Niacin increases human aortic endothelial Sirt1 activity and nitric oxide: effect on endothelial function and vascular aging

Objectives: Vascular endothelium, the innermost monolayer of endothelial cells lining the vessel wall, plays a vital physiologic role in the functional integrity of the aorta. Endothelialderived nitric oxide (NO) is an important molecule regulating vascular endothelial function by its vasodilatory properties and inhibiting pathological inflammatory and oxidative consequences of vascular aging and cardiovascular disorders. Sirtuin 1 (Sirt1), has recently emerged as an important regulator of vascular endothelial NO production. The effect of niacin on Sirt1 in human arterial tissue has not been studied. Methods: Using primary cultures of human aortic endothelial cells (HAEC), we examined the effect of niacin on endothelial Nicotinamide Adenine Dinucleotide+ (NAD+), Sirt1 and NO production.

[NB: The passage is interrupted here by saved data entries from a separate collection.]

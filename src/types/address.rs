//! Addresses, public keys and transaction ids.
//!
//! All three are opaque strings to the ledger. Comparisons are exact;
//! normalization (case, checksum) is the memo parser's job.

use std::fmt;

use serde::{Deserialize, Serialize};
use sha2::{Digest, Sha256};

/// An account address on any chain (settlement or external)
#[derive(Debug, Clone, PartialEq, Eq, Hash, PartialOrd, Ord, Default, Serialize, Deserialize)]
pub struct Address(String);

impl Address {
    pub fn new(value: impl Into<String>) -> Self {
        Self(value.into())
    }

    /// The empty address (no address supplied)
    pub fn none() -> Self {
        Self(String::new())
    }

    pub fn is_empty(&self) -> bool {
        self.0.is_empty()
    }

    pub fn as_str(&self) -> &str {
        &self.0
    }
}

impl fmt::Display for Address {
    fn fmt(&self, f: &mut fmt::Formatter<'_>) -> fmt::Result {
        f.write_str(&self.0)
    }
}

impl From<&str> for Address {
    fn from(value: &str) -> Self {
        Self::new(value)
    }
}

/// Public key of a vault
#[derive(Debug, Clone, PartialEq, Eq, Hash, PartialOrd, Ord, Default, Serialize, Deserialize)]
pub struct PubKey(String);

impl PubKey {
    pub fn new(value: impl Into<String>) -> Self {
        Self(value.into())
    }

    pub fn is_empty(&self) -> bool {
        self.0.is_empty()
    }

    pub fn as_str(&self) -> &str {
        &self.0
    }
}

impl fmt::Display for PubKey {
    fn fmt(&self, f: &mut fmt::Formatter<'_>) -> fmt::Result {
        f.write_str(&self.0)
    }
}

impl From<&str> for PubKey {
    fn from(value: &str) -> Self {
        Self::new(value)
    }
}

/// Transaction id (upper-case hex)
#[derive(Debug, Clone, PartialEq, Eq, Hash, PartialOrd, Ord, Default, Serialize, Deserialize)]
pub struct TxId(String);

impl TxId {
    pub fn new(value: impl Into<String>) -> Self {
        Self(value.into())
    }

    /// Protocol-internal transactions carry a blank id
    pub fn blank() -> Self {
        Self(String::new())
    }

    /// Derive a deterministic id from arbitrary bytes
    ///
    /// Used for protocol-generated transactions (migrations, refunds) so that
    /// every replica assigns the same id.
    pub fn derive(data: &[u8]) -> Self {
        let digest = Sha256::digest(data);
        Self(hex::encode_upper(digest))
    }

    pub fn is_empty(&self) -> bool {
        self.0.is_empty()
    }

    pub fn as_str(&self) -> &str {
        &self.0
    }
}

impl fmt::Display for TxId {
    fn fmt(&self, f: &mut fmt::Formatter<'_>) -> fmt::Result {
        f.write_str(&self.0)
    }
}

impl From<&str> for TxId {
    fn from(value: &str) -> Self {
        Self::new(value)
    }
}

Results: In HAEC, we show that pharmacologically relevant doses of niacin at 0.2-0.3 mM for 24 h significantly increased cellular NAD+ levels, Sirt1 activity, and NO production as compared to controls. Using silencing of Sirt1 by siRNA, we observed that Sirt1 mediates niacin-induced NO production. Conclusions: Translationally, these findings suggest that Sirt1 activation by niacin may be one of the mechanisms of action of niacin acting on NO to improve endothelial function and mitigate human vascular aging and its deleterious cardiovascular consequences.